Situado na Rua Guaicurus, no centro de Belo Horizonte, capital do estado de Minas Gerais (Brasil), o edifício que hoje conhecemos como Hotel Imperial foi construído na década de 1920 para funcionar como sanatório – local de tratamento de moléstias contagiosas. Foi na década de 1940 que o governo de Juscelino Kubistchek o transformou em hotel, reconstituindo-o em estilo art déco. Nessa época, os hotéis da região ainda se caracterizavam por abrigar famílias vindas do interior e de outros estados. Mais tarde os apartamentos foram adaptados com o objetivo de servir como local de prostituição e, hoje, pertencente à Santa Casa de Belo Horizonte, o prédio encontra-se fechado há mais de 10 anos e mantém o título de “Hotel”. A peça teatral Rua das Camélias, de Belo Horizonte, estreou nesse local em novembro de 2016 reconstituindo o cenário da prostituição.
Ao chegar àquele ambiente pela primeira vez para assistir à peça teatral, me senti lançada a esse universo desconhecido e estranho para mim. O mistério que cercava toda aquela encenação me levou a imaginar esse outro tempo em que prostitutas e clientes por ali transitavam numa atmosfera de sedução e negociação, o burburinho dos corredores, as histórias de cada um que ali passou.
Curiosa, volto na semana seguinte para fotografar. Percorro, então, os ambientes vazios como quem invade a intimidade alheia, e percebo que a energia de tantas almas que passaram por aquele local parece impregnada nas paredes, nos ambientes, nos vestígios. Sinto-me um pouco como aquele trapeiro da História, definido por Walter Benjamin e lembrado por Georges Didi-Huberman (2015), que nos diz que “é na impureza, na escória das coisas que sobrevive o Outrora” (p. 120). Caminho pelos cômodos lentamente e fotografo.
A fotografia pode ser considerada uma ferramenta privilegiada para a reflexão sobre a experiência da memória, pois, ao mesmo tempo em que evoca o passado, ela constrói outras realidades. Nessas imagens, procuro criar um jogo, uma tensão entre passado e presente, entre ficção e realidade. Refiro-me aqui a uma dupla ficção: uma dada pela própria peça teatral, cujos vestígios estão nos objetos deixados pelos atores, outra dada por meu próprio imaginário, aquele que me permite fabular.

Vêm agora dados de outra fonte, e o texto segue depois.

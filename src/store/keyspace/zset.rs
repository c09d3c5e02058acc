//! Sorted set operations

use bytes::Bytes;

use super::{get_or_create, normalize_range, remove_if_vacant, typed, typed_mut, Keyspace};
use crate::error::{StoreError, StoreResult};
use crate::store::value::{Value, ValueKind};

impl Keyspace {
    /// Add or update `(score, member)` pairs, returning how many were new
    ///
    /// A NaN score rejects the whole call before anything is written.
    pub fn zadd(&self, key: Bytes, pairs: Vec<(f64, Bytes)>) -> StoreResult<usize> {
        if pairs.iter().any(|(score, _)| score.is_nan()) {
            return Err(StoreError::NotAFloat);
        }
        self.with_shard(&key, |shard, slot| {
            let zset = get_or_create(&mut shard.entries, slot, ValueKind::SortedSet)?
                .as_sorted_set_mut()
                .ok_or(StoreError::TypeMismatch)?;
            let added = pairs
                .into_iter()
                .filter(|(score, member)| zset.add(member.clone(), *score))
                .count();
            remove_if_vacant(&mut shard.entries, slot);
            Ok(added)
        })
    }

    /// Members by ascending rank, `-1` being the last
    pub fn zrange(&self, key: &Bytes, start: i64, stop: i64) -> StoreResult<Vec<(Bytes, f64)>> {
        self.with_shard(key, |shard, slot| {
            let Some(zset) = typed(&shard.entries, slot, Value::as_sorted_set)? else {
                return Ok(Vec::new());
            };
            Ok(match normalize_range(start, stop, zset.len()) {
                Some((start, stop)) => zset.range_by_rank(start, stop),
                None => Vec::new(),
            })
        })
    }

    pub fn zrank(&self, key: &Bytes, member: &Bytes) -> StoreResult<Option<usize>> {
        self.with_shard(key, |shard, slot| {
            Ok(typed(&shard.entries, slot, Value::as_sorted_set)?.and_then(|z| z.rank(member)))
        })
    }

    pub fn zrevrank(&self, key: &Bytes, member: &Bytes) -> StoreResult<Option<usize>> {
        self.with_shard(key, |shard, slot| {
            Ok(typed(&shard.entries, slot, Value::as_sorted_set)?.and_then(|z| z.rev_rank(member)))
        })
    }

    pub fn zscore(&self, key: &Bytes, member: &Bytes) -> StoreResult<Option<f64>> {
        self.with_shard(key, |shard, slot| {
            Ok(typed(&shard.entries, slot, Value::as_sorted_set)?.and_then(|z| z.score(member)))
        })
    }

    pub fn zcard(&self, key: &Bytes) -> StoreResult<usize> {
        self.with_shard(key, |shard, slot| {
            Ok(typed(&shard.entries, slot, Value::as_sorted_set)?.map_or(0, |z| z.len()))
        })
    }

    /// Remove members, returning how many existed
    pub fn zrem(&self, key: &Bytes, members: &[Bytes]) -> StoreResult<usize> {
        self.with_shard(key, |shard, slot| {
            let removed = match typed_mut(&mut shard.entries, slot, Value::as_sorted_set_mut)? {
                Some(zset) => members.iter().filter(|m| zset.remove(m)).count(),
                None => 0,
            };
            remove_if_vacant(&mut shard.entries, slot);
            Ok(removed)
        })
    }

    /// Remove members between two ranks (inclusive), returning how many
    pub fn zremrangebyrank(&self, key: &Bytes, start: i64, stop: i64) -> StoreResult<usize> {
        self.with_shard(key, |shard, slot| {
            let removed = match typed_mut(&mut shard.entries, slot, Value::as_sorted_set_mut)? {
                Some(zset) => match normalize_range(start, stop, zset.len()) {
                    Some((start, stop)) => zset.remove_range_by_rank(start, stop),
                    None => 0,
                },
                None => 0,
            };
            remove_if_vacant(&mut shard.entries, slot);
            Ok(removed)
        })
    }
}

#[cfg(test)]
mod tests {
    use super::*;

    fn b(s: &str) -> Bytes {
        Bytes::from(s.to_string())
    }

    fn names(range: Vec<(Bytes, f64)>) -> Vec<Bytes> {
        range.into_iter().map(|(m, _)| m).collect()
    }

    fn seeded() -> Keyspace {
        let ks = Keyspace::with_shards(2);
        ks.zadd(
            b("z"),
            vec![(1.0, b("one")), (3.0, b("three")), (5.0, b("five")), (2.0, b("two"))],
        )
        .unwrap();
        ks
    }

    #[test]
    fn test_zadd_and_zrange() {
        let ks = seeded();
        assert_eq!(
            names(ks.zrange(&b("z"), 0, -1).unwrap()),
            vec![b("one"), b("two"), b("three"), b("five")]
        );
        assert_eq!(names(ks.zrange(&b("z"), -2, -1).unwrap()), vec![b("three"), b("five")]);
        assert!(ks.zrange(&b("z"), 10, 20).unwrap().is_empty());
        assert!(ks.zrange(&b("missing"), 0, -1).unwrap().is_empty());
    }

    #[test]
    fn test_ranks_and_score() {
        let ks = seeded();
        assert_eq!(ks.zrank(&b("z"), &b("three")).unwrap(), Some(2));
        assert_eq!(ks.zrevrank(&b("z"), &b("five")).unwrap(), Some(0));
        assert_eq!(ks.zscore(&b("z"), &b("five")).unwrap(), Some(5.0));
        assert_eq!(ks.zscore(&b("z"), &b("nope")).unwrap(), None);
    }

    #[test]
    fn test_zadd_updates_position() {
        let ks = seeded();
        assert_eq!(ks.zadd(b("z"), vec![(10.0, b("one"))]).unwrap(), 0);
        assert_eq!(ks.zrevrank(&b("z"), &b("one")).unwrap(), Some(0));
        assert_eq!(ks.zcard(&b("z")).unwrap(), 4);
    }

    #[test]
    fn test_ties_break_by_member() {
        let ks = Keyspace::with_shards(1);
        ks.zadd(b("z"), vec![(1.0, b("b")), (1.0, b("a")), (1.0, b("c"))]).unwrap();
        assert_eq!(names(ks.zrange(&b("z"), 0, -1).unwrap()), vec![b("a"), b("b"), b("c")]);
        assert_eq!(ks.zrevrank(&b("z"), &b("c")).unwrap(), Some(0));
    }

    #[test]
    fn test_zremrangebyrank() {
        let ks = seeded();
        assert_eq!(ks.zremrangebyrank(&b("z"), 0, 1).unwrap(), 2);
        assert_eq!(names(ks.zrange(&b("z"), 0, -1).unwrap()), vec![b("three"), b("five")]);
        assert_eq!(ks.zremrangebyrank(&b("z"), 0, -1).unwrap(), 2);
        assert!(!ks.exists(&b("z")));
    }

    #[test]
    fn test_zrem() {
        let ks = seeded();
        assert_eq!(ks.zrem(&b("z"), &[b("one"), b("zzz")]).unwrap(), 1);
        assert_eq!(ks.zcard(&b("z")).unwrap(), 3);
    }

    #[test]
    fn test_nan_rejected_without_mutation() {
        let ks = seeded();
        let result = ks.zadd(b("z"), vec![(7.0, b("seven")), (f64::NAN, b("bad"))]);
        assert_eq!(result, Err(StoreError::NotAFloat));
        assert_eq!(ks.zcard(&b("z")).unwrap(), 4);
    }
}
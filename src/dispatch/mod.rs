//! Command dispatcher
//!
//! Routes incoming commands to the appropriate handler.
//! This module provides loose coupling between callers and command implementations.

use crate::commands::{CommandContext, CommandRegistry};
use crate::config::StoreConfig;
use crate::protocol::RespValue;
use crate::store::Keyspace;
use base64::{engine::general_purpose, Engine as _};
use std::sync::Arc;
use tracing::{debug, warn};

/// Command dispatcher
///
/// Receives commands, validates them, and routes to appropriate handlers.
/// Dispatching only needs `&self`, so one dispatcher can be shared between
/// threads; commands on unrelated keys never wait on each other.
pub struct Dispatcher {
    /// Command registry
    registry: CommandRegistry,

    /// Command execution context
    context: CommandContext,
}

impl Dispatcher {
    /// Create a new dispatcher
    pub fn new() -> Self {
        Self::with_context(CommandContext::new())
    }

    /// Create a dispatcher over a fresh keyspace built from `config`
    pub fn with_config(config: StoreConfig) -> Self {
        Self::with_context(CommandContext::with_config(config))
    }

    /// Create a dispatcher over an existing keyspace
    pub fn with_keyspace(keyspace: Arc<Keyspace>) -> Self {
        Self::with_context(CommandContext::with_keyspace(keyspace))
    }

    fn with_context(context: CommandContext) -> Self {
        Dispatcher {
            registry: CommandRegistry::new(),
            context,
        }
    }

    /// Dispatch a command
    ///
    /// Takes a RESP value (expected to be an array), extracts the command name
    /// and arguments, then routes to the appropriate handler.
    pub fn dispatch(&self, value: RespValue) -> RespValue {
        // Commands should be arrays
        let args = match value {
            RespValue::Array(ref parts) if !parts.is_empty() => parts,
            ref invalid => {
                let b64 = general_purpose::STANDARD.encode(format!("{:?}", invalid).as_bytes());
                warn!("Invalid command format - not an array or empty. Command (B64): {}", b64);
                return RespValue::error("ERR invalid command format");
            }
        };

        // First element is the command name
        let cmd_name = match args[0].as_bulk_string().map(|name| std::str::from_utf8(name)) {
            Some(Ok(s)) => s,
            Some(Err(_)) => {
                return RespValue::error("ERR invalid command name encoding");
            }
            None => {
                return RespValue::error("ERR command name must be a bulk string");
            }
        };

        debug!("Dispatching command: {}", cmd_name);

        // Look up the command
        let command = match self.registry.get(cmd_name) {
            Some(cmd) => cmd,
            None => {
                warn!("Unknown command: {}", cmd_name);
                return RespValue::error(format!("ERR unknown command '{}'", cmd_name));
            }
        };

        // Extract arguments (everything after the command name)
        let cmd_args = &args[1..];

        // Validate argument count
        let too_few = cmd_args.len() < command.min_args();
        let too_many = command.max_args().map_or(false, |max| cmd_args.len() > max);
        if too_few || too_many {
            debug!("Wrong arity for {}: {} argument(s)", cmd_name, cmd_args.len());
            return RespValue::error(format!(
                "ERR wrong number of arguments for '{}' command",
                cmd_name.to_lowercase()
            ));
        }

        // Execute the command
        command.execute(&self.context, cmd_args)
    }

    /// Dispatch a command given as plain parts, e.g. `["SET", "k", "v"]`
    pub fn call<I, T>(&self, parts: I) -> RespValue
    where
        I: IntoIterator<Item = T>,
        T: Into<bytes::Bytes>,
    {
        self.dispatch(RespValue::bulk_array(parts))
    }

    /// Get reference to the context (for testing/inspection)
    pub fn context(&self) -> &CommandContext {
        &self.context
    }

    /// The keyspace commands run against
    pub fn keyspace(&self) -> &Arc<Keyspace> {
        &self.context.keyspace
    }
}

impl Default for Dispatcher {
    fn default() -> Self {
        Self::new()
    }
}
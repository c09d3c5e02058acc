//! FerrumKV - An embeddable, in-memory, multi-type key-value store
//!
//! FerrumKV keeps the layering of a small server without the server:
//! - `store` holds the sharded keyspace and every value type
//! - `commands` turns argument arrays into typed keyspace calls
//! - `dispatch` looks commands up, checks arity and runs them
//! - `protocol` is the shared argument/reply value model
//!
//! ```
//! use ferrumkv::{Dispatcher, RespValue};
//!
//! let db = Dispatcher::new();
//! db.call(["RPUSH", "queue", "a", "b"]);
//! assert_eq!(db.call(["LRANGE", "queue", "0", "-1"]), RespValue::bulk_array(["a", "b"]));
//! ```

pub mod commands;
pub mod config;
pub mod dispatch;
pub mod error;
pub mod protocol;
pub mod store;

/// Re-export commonly used types
pub use commands::{Command, CommandContext};
pub use config::StoreConfig;
pub use dispatch::Dispatcher;
pub use error::{StoreError, StoreResult};
pub use protocol::RespValue;
pub use store::{Entry, Keyspace, ScanPage, SetCondition, Value, ValueKind};
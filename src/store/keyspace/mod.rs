//! Sharded keyspace
//!
//! The keyspace owns every entry. Keys are spread over a power-of-two
//! number of shards, each behind its own `parking_lot::Mutex`, so
//! commands on unrelated keys rarely contend. A command holds exactly one
//! shard lock at a time: single-key commands are atomic, multi-key
//! commands (MSET, SINTER, PFMERGE, DEL with many keys...) are atomic per
//! key only.
//!
//! Per-type operations live in the sibling files as further
//! `impl Keyspace` blocks.

mod hash;
mod list;
mod set;
mod sketch;
mod stream;
mod string;
mod zset;

pub use string::SetCondition;
pub(crate) use string::format_float;

use bytes::Bytes;
use parking_lot::Mutex;
use tracing::{debug, info};

use super::blocking::WaitQueues;
use super::entry::Entry;
use super::pattern::glob_match;
use super::router::ShardRouter;
use super::scan::{ScanKey, ScanMap, ScanPage};
use super::value::{Value, ValueKind};
use crate::config::StoreConfig;
use crate::error::{StoreError, StoreResult};

/// One lock domain: its entries plus the blocked poppers on its keys
#[derive(Debug, Default)]
pub(crate) struct Shard {
    pub(crate) entries: ScanMap<Entry>,
    pub(crate) waiters: WaitQueues,
}

/// Typed read of a slot: `Ok(None)` when absent, `TypeMismatch` when the
/// stored value is of another kind.
pub(crate) fn typed<'a, T: ?Sized>(
    entries: &'a ScanMap<Entry>,
    slot: &ScanKey,
    view: impl FnOnce(&'a Value) -> Option<&'a T>,
) -> StoreResult<Option<&'a T>> {
    match entries.get_slot(slot) {
        None => Ok(None),
        Some(entry) => view(&entry.value).map(Some).ok_or(StoreError::TypeMismatch),
    }
}

/// Mutable counterpart of [`typed`]
pub(crate) fn typed_mut<'a, T: ?Sized>(
    entries: &'a mut ScanMap<Entry>,
    slot: &ScanKey,
    view: impl FnOnce(&'a mut Value) -> Option<&'a mut T>,
) -> StoreResult<Option<&'a mut T>> {
    match entries.get_slot_mut(slot) {
        None => Ok(None),
        Some(entry) => view(&mut entry.value)
            .map(Some)
            .ok_or(StoreError::TypeMismatch),
    }
}

/// Get the value in `slot`, creating an empty `kind` when absent
///
/// Fails with `TypeMismatch` and changes nothing when the key holds
/// another kind.
pub(crate) fn get_or_create<'a>(
    entries: &'a mut ScanMap<Entry>,
    slot: &ScanKey,
    kind: ValueKind,
) -> StoreResult<&'a mut Value> {
    if let Some(entry) = entries.get_slot(slot) {
        if entry.value.kind() != kind {
            return Err(StoreError::TypeMismatch);
        }
    }
    let entry = entries.get_or_insert_with(slot, || Entry::new(slot.key().clone(), Value::empty(kind)));
    Ok(&mut entry.value)
}

/// Drop `slot` if it holds an emptied list, set or sorted set
pub(crate) fn remove_if_vacant(entries: &mut ScanMap<Entry>, slot: &ScanKey) {
    if entries
        .get_slot(slot)
        .map_or(false, |entry| entry.value.is_vacant())
    {
        entries.remove_slot(slot);
    }
}

/// Statistics about the keyspace
#[derive(Debug, Clone, PartialEq, Eq)]
pub struct KeyspaceStats {
    pub keys: usize,
    pub used_memory_bytes: usize,
    pub shards: usize,
    pub blocked_waiters: usize,
}

/// In-memory multi-type keyspace
///
/// `Keyspace` is `Send + Sync`; share it behind an `Arc`.
#[derive(Debug)]
pub struct Keyspace {
    shards: Box<[Mutex<Shard>]>,
    router: ShardRouter,
    config: StoreConfig,
}

impl Default for Keyspace {
    fn default() -> Self {
        Self::new(StoreConfig::default())
    }
}

impl Keyspace {
    /// Create a keyspace from a configuration
    pub fn new(config: StoreConfig) -> Self {
        let count = config.shard_count();
        let shards = (0..count)
            .map(|_| Mutex::new(Shard::default()))
            .collect::<Vec<_>>()
            .into_boxed_slice();
        info!("Keyspace created with {} shards", count);
        Keyspace {
            shards,
            router: ShardRouter::new(count),
            config,
        }
    }

    /// Create a keyspace with default settings and an explicit shard count
    pub fn with_shards(shards: usize) -> Self {
        Self::new(StoreConfig {
            shards,
            ..StoreConfig::default()
        })
    }

    pub fn config(&self) -> &StoreConfig {
        &self.config
    }

    /// Run `f` under the lock of the shard owning `key`
    pub(crate) fn with_shard<T>(&self, key: &Bytes, f: impl FnOnce(&mut Shard, &ScanKey) -> T) -> T {
        let slot = ScanKey::new(key.clone());
        let mut shard = self.shards[self.router.route_hash(slot.hash())].lock();
        f(&mut shard, &slot)
    }

    /// Snapshot of the entry stored under `key`
    pub fn get(&self, key: &Bytes) -> Option<Entry> {
        self.with_shard(key, |shard, slot| shard.entries.get_slot(slot).cloned())
    }

    /// Run `f` on the entry for `key`, creating an empty `kind` first if absent
    ///
    /// An entry created here and left empty by `f` is removed again when
    /// its kind is delete-on-empty.
    pub fn get_or_create<T>(
        &self,
        key: &Bytes,
        kind: ValueKind,
        f: impl FnOnce(&mut Value) -> T,
    ) -> StoreResult<T> {
        self.with_shard(key, |shard, slot| {
            let out = f(get_or_create(&mut shard.entries, slot, kind)?);
            remove_if_vacant(&mut shard.entries, slot);
            Ok(out)
        })
    }

    /// Delete a key, returns true if the key existed
    pub fn delete(&self, key: &Bytes) -> bool {
        self.with_shard(key, |shard, slot| shard.entries.remove_slot(slot).is_some())
    }

    /// Delete several keys, returning how many existed
    pub fn delete_many(&self, keys: &[Bytes]) -> usize {
        keys.iter().filter(|key| self.delete(key)).count()
    }

    /// Check if a key exists
    pub fn exists(&self, key: &Bytes) -> bool {
        self.with_shard(key, |shard, slot| shard.entries.get_slot(slot).is_some())
    }

    /// Count existing keys; a key named twice counts twice
    pub fn exists_many(&self, keys: &[Bytes]) -> usize {
        keys.iter().filter(|key| self.exists(key)).count()
    }

    pub fn type_of(&self, key: &Bytes) -> Option<ValueKind> {
        self.with_shard(key, |shard, slot| {
            shard.entries.get_slot(slot).map(|entry| entry.value.kind())
        })
    }

    /// Approximate bytes used by a key and its value
    pub fn memory_usage(&self, key: &Bytes) -> Option<usize> {
        self.with_shard(key, |shard, slot| {
            shard.entries.get_slot(slot).map(Entry::memory_usage)
        })
    }

    /// All keys matching a glob pattern
    ///
    /// O(n) over the whole keyspace; prefer [`Keyspace::scan`] on large
    /// data sets.
    pub fn keys(&self, pattern: &[u8]) -> Vec<Bytes> {
        let mut out = Vec::new();
        for shard in self.shards.iter() {
            let shard = shard.lock();
            out.extend(
                shard
                    .entries
                    .keys()
                    .filter(|key| glob_match(pattern, key))
                    .cloned(),
            );
        }
        out
    }

    /// One step of an incremental keyspace walk
    ///
    /// Start with cursor 0 and feed back the returned cursor until it is 0
    /// again. `count` bounds how many keys are visited (before pattern
    /// filtering) and defaults to the configured `scan_count`.
    pub fn scan(&self, cursor: u64, pattern: Option<&[u8]>, count: Option<usize>) -> ScanPage<Bytes> {
        let count = count.unwrap_or(self.config.scan_count).max(1);
        let mut cursor = cursor;
        let mut visited = 0;
        let mut items = Vec::new();

        loop {
            let index = self.router.route_hash(cursor);
            let next = {
                let shard = self.shards[index].lock();
                let (batch, next) = shard.entries.scan_from(cursor, count.saturating_sub(visited));
                visited += batch.len();
                items.extend(
                    batch
                        .into_iter()
                        .map(|(key, _)| key)
                        .filter(|key| pattern.map_or(true, |p| glob_match(p, key)))
                        .cloned(),
                );
                next
            };

            cursor = match next {
                Some(next) => next,
                None if index + 1 < self.shards.len() => self.router.shard_start(index + 1),
                None => return ScanPage { cursor: 0, items },
            };
            if visited >= count {
                return ScanPage { cursor, items };
            }
        }
    }

    /// Number of keys
    pub fn len(&self) -> usize {
        self.shards.iter().map(|s| s.lock().entries.len()).sum()
    }

    pub fn is_empty(&self) -> bool {
        self.len() == 0
    }

    /// Remove all keys
    ///
    /// Blocked poppers stay queued and are served by later pushes.
    pub fn flush(&self) {
        for shard in self.shards.iter() {
            shard.lock().entries.clear();
        }
        debug!("Keyspace flushed");
    }

    /// Get statistics about the keyspace
    pub fn stats(&self) -> KeyspaceStats {
        let mut stats = KeyspaceStats {
            keys: 0,
            used_memory_bytes: 0,
            shards: self.shards.len(),
            blocked_waiters: 0,
        };
        for shard in self.shards.iter() {
            let shard = shard.lock();
            stats.keys += shard.entries.len();
            stats.used_memory_bytes += shard.entries.values().map(Entry::memory_usage).sum::<usize>();
            stats.blocked_waiters += shard.waiters.len();
        }
        stats
    }

    /// Collect a collection's members one scan step at a time
    pub(crate) fn scan_collection<V, T>(
        map: &ScanMap<V>,
        cursor: u64,
        pattern: Option<&[u8]>,
        count: usize,
        item: impl Fn(&Bytes, &V) -> T,
    ) -> ScanPage<T> {
        let (batch, next) = map.scan_from(cursor, count);
        let items = batch
            .into_iter()
            .filter(|(key, _)| pattern.map_or(true, |p| glob_match(p, key)))
            .map(|(key, value)| item(key, value))
            .collect();
        ScanPage {
            cursor: next.unwrap_or(0),
            items,
        }
    }
}

/// Turn `start`/`stop` (negative = from the end) into an inclusive window
///
/// Returns `None` when the window is empty.
pub(crate) fn normalize_range(start: i64, stop: i64, len: usize) -> Option<(usize, usize)> {
    let len = len as i64;
    let start = if start < 0 { (start + len).max(0) } else { start };
    let stop = if stop < 0 { stop + len } else { stop.min(len - 1) };
    if len == 0 || start > stop || start >= len {
        return None;
    }
    Some((start as usize, stop as usize))
}

#[cfg(test)]
mod tests {
    use super::*;
    use std::collections::HashSet;

    fn b(s: &str) -> Bytes {
        Bytes::from(s.to_string())
    }

    #[test]
    fn test_exists_and_delete_any_type() {
        let ks = Keyspace::with_shards(4);
        ks.set(b("str"), b("v")).unwrap();
        ks.hset(b("hash"), b("f"), b("v")).unwrap();
        ks.pfadd(b("hll"), &[b("a")]).unwrap();

        assert_eq!(ks.exists_many(&[b("str"), b("hash"), b("hll"), b("nope")]), 3);
        assert_eq!(ks.delete_many(&[b("str"), b("hash"), b("hll"), b("nope")]), 3);
        assert!(ks.is_empty());
    }

    #[test]
    fn test_type_of() {
        let ks = Keyspace::with_shards(2);
        ks.set(b("s"), b("v")).unwrap();
        ks.hset(b("h"), b("f"), b("v")).unwrap();
        ks.sadd(b("set"), vec![b("m")]).unwrap();
        ks.zadd(b("z"), vec![(1.0, b("m"))]).unwrap();
        ks.rpush(b("l"), vec![b("x")]).unwrap();
        ks.pfadd(b("p"), &[b("x")]).unwrap();

        assert_eq!(ks.type_of(&b("s")).map(ValueKind::type_name), Some("string"));
        assert_eq!(ks.type_of(&b("h")).map(ValueKind::type_name), Some("hash"));
        assert_eq!(ks.type_of(&b("set")).map(ValueKind::type_name), Some("set"));
        assert_eq!(ks.type_of(&b("z")).map(ValueKind::type_name), Some("zset"));
        assert_eq!(ks.type_of(&b("l")).map(ValueKind::type_name), Some("list"));
        assert_eq!(ks.type_of(&b("p")).map(ValueKind::type_name), Some("string"));
        assert_eq!(ks.type_of(&b("missing")), None);
    }

    #[test]
    fn test_get_or_create_type_mismatch() {
        let ks = Keyspace::with_shards(1);
        ks.set(b("k"), b("v")).unwrap();
        let result = ks.get_or_create(&b("k"), ValueKind::Hash, |_| ());
        assert_eq!(result, Err(StoreError::TypeMismatch));
        assert_eq!(ks.get(&b("k")).and_then(|e| e.value.as_string().cloned()), Some(b("v")));

        // A created-but-empty list is cleaned up again
        ks.get_or_create(&b("l"), ValueKind::List, |_| ()).unwrap();
        assert!(!ks.exists(&b("l")));
    }

    #[test]
    fn test_keys_pattern() {
        let ks = Keyspace::with_shards(4);
        for key in ["user:1", "user:2", "session:1"] {
            ks.set(b(key), b("v")).unwrap();
        }
        let mut keys = ks.keys(b"user:*");
        keys.sort();
        assert_eq!(keys, vec![b("user:1"), b("user:2")]);
        assert_eq!(ks.keys(b"*").len(), 3);
    }

    #[test]
    fn test_scan_full_cycle() {
        let ks = Keyspace::with_shards(8);
        for i in 0..500 {
            ks.set(b(&format!("key:{}", i)), b("v")).unwrap();
        }

        let mut seen = HashSet::new();
        let mut cursor = 0;
        let mut calls = 0;
        loop {
            let page = ks.scan(cursor, None, Some(20));
            assert!(page.items.len() <= 40);
            seen.extend(page.items);
            calls += 1;
            cursor = page.cursor;
            if cursor == 0 {
                break;
            }
        }
        assert_eq!(seen.len(), 500);
        assert!(calls >= 25);
    }

    #[test]
    fn test_scan_pattern_filters_after_visit() {
        let ks = Keyspace::with_shards(2);
        for i in 0..50 {
            ks.set(b(&format!("a:{}", i)), b("v")).unwrap();
            ks.set(b(&format!("b:{}", i)), b("v")).unwrap();
        }
        let mut found = Vec::new();
        let mut cursor = 0;
        loop {
            let page = ks.scan(cursor, Some(b"a:*"), None);
            found.extend(page.items);
            cursor = page.cursor;
            if cursor == 0 {
                break;
            }
        }
        assert_eq!(found.len(), 50);
        assert!(found.iter().all(|k| k.starts_with(b"a:")));
    }

    #[test]
    fn test_scan_empty_keyspace() {
        let ks = Keyspace::with_shards(4);
        let page = ks.scan(0, None, None);
        assert_eq!(page.cursor, 0);
        assert!(page.items.is_empty());
    }

    #[test]
    fn test_flush_and_stats() {
        let ks = Keyspace::with_shards(4);
        ks.set(b("a"), b("1")).unwrap();
        ks.set(b("b"), b("2")).unwrap();
        let stats = ks.stats();
        assert_eq!(stats.keys, 2);
        assert_eq!(stats.shards, 4);
        assert!(stats.used_memory_bytes > 0);

        ks.flush();
        assert_eq!(ks.len(), 0);
    }

    #[test]
    fn test_normalize_range() {
        assert_eq!(normalize_range(0, -1, 4), Some((0, 3)));
        assert_eq!(normalize_range(-2, -1, 4), Some((2, 3)));
        assert_eq!(normalize_range(1, 100, 4), Some((1, 3)));
        assert_eq!(normalize_range(-100, 1, 4), Some((0, 1)));
        assert_eq!(normalize_range(3, 1, 4), None);
        assert_eq!(normalize_range(5, 10, 4), None);
        assert_eq!(normalize_range(0, -1, 0), None);
        assert_eq!(normalize_range(0, -5, 4), None);
    }
}
//! Store configuration
//!
//! Loaded from an optional JSON document; every field has a default so an
//! empty object (or no file at all) yields a working store.

use serde::Deserialize;
use std::path::Path;

/// Largest string value accepted by default (512 MiB).
pub const DEFAULT_MAX_STRING_LEN: usize = 512 * 1024 * 1024;

/// Default batch size for SCAN, HSCAN and SSCAN.
pub const DEFAULT_SCAN_COUNT: usize = 10;

/// Tunables for a [`Keyspace`](crate::store::Keyspace).
#[derive(Debug, Clone, PartialEq, Eq, Deserialize)]
#[serde(default)]
pub struct StoreConfig {
    /// Number of lock shards. Rounded up to a power of two.
    pub shards: usize,

    /// Batch size used by the SCAN family when the caller gives no COUNT.
    pub scan_count: usize,

    /// Maximum length in bytes of a string value.
    pub max_string_len: usize,
}

impl Default for StoreConfig {
    fn default() -> Self {
        // One group of shards per CPU core (min 1, max 16 cores)
        let cores = num_cpus::get().clamp(1, 16);
        StoreConfig {
            shards: cores * 4,
            scan_count: DEFAULT_SCAN_COUNT,
            max_string_len: DEFAULT_MAX_STRING_LEN,
        }
    }
}

impl StoreConfig {
    /// Parse a configuration from a JSON string
    pub fn from_json_str(json: &str) -> Result<Self, serde_json::Error> {
        serde_json::from_str(json)
    }

    /// Read and parse a JSON configuration file
    pub fn load(path: impl AsRef<Path>) -> anyhow::Result<Self> {
        let raw = std::fs::read_to_string(path.as_ref())?;
        Ok(Self::from_json_str(&raw)?)
    }

    /// Shard count actually used: a power of two, at least 1
    pub fn shard_count(&self) -> usize {
        self.shards.max(1).next_power_of_two()
    }
}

Em algumas imagens, as aparições fantasmagóricas voltam à superfície para mostrar que o agora está impregnado de passado. Não seria a imaginação a responsável por introduzir o afeto no trabalho documental e por permitir que o fotógrafo crie “ficção” no documento?
Percebo que há nesse local outras camadas de tempo que minha imaginação poderia acessar, pois o edifício já abrigou famílias que viajavam a passeio e enfermos que vinham para a capital em busca de cura. Lugar onde todos os tempos se entrelaçam, se confundem e se bifurcam, antigo palco de diversas histórias e muitos afetos, o Hotel Imperial está hoje sob a guarda de uma “Santa Casa” e localiza-se na Rua Guaicurus, palavra de origem indígena. O termo guaicurú, segundo Guido Boggiani, se divide etimologicamente em Guai, que significa “habitante, nativo, combativo, malvado, traidor”; e curu, que significa “sarna, pele suja” (Herberts, 1998, p. 41). Guaicuru tem então o significado pejorativo de “gente malvada e suja”. Coincidência ou não, as prostitutas são vistas socialmente como restos, sujeira, escória, trapos da história.
Nesse local de tempos superpostos, escolho imaginar, assim como os atores da peça Rua das Camélias, o cenário da prostituição, cujos vestígios são evidentes. Adentro cada cômodo com a curiosidade de um voyeur e, nesse ato, convido os espectadores a uma incursão pelos restos desse antigo prostíbulo onde descubro um misto de precariedade, melancolia, dor e prazeres.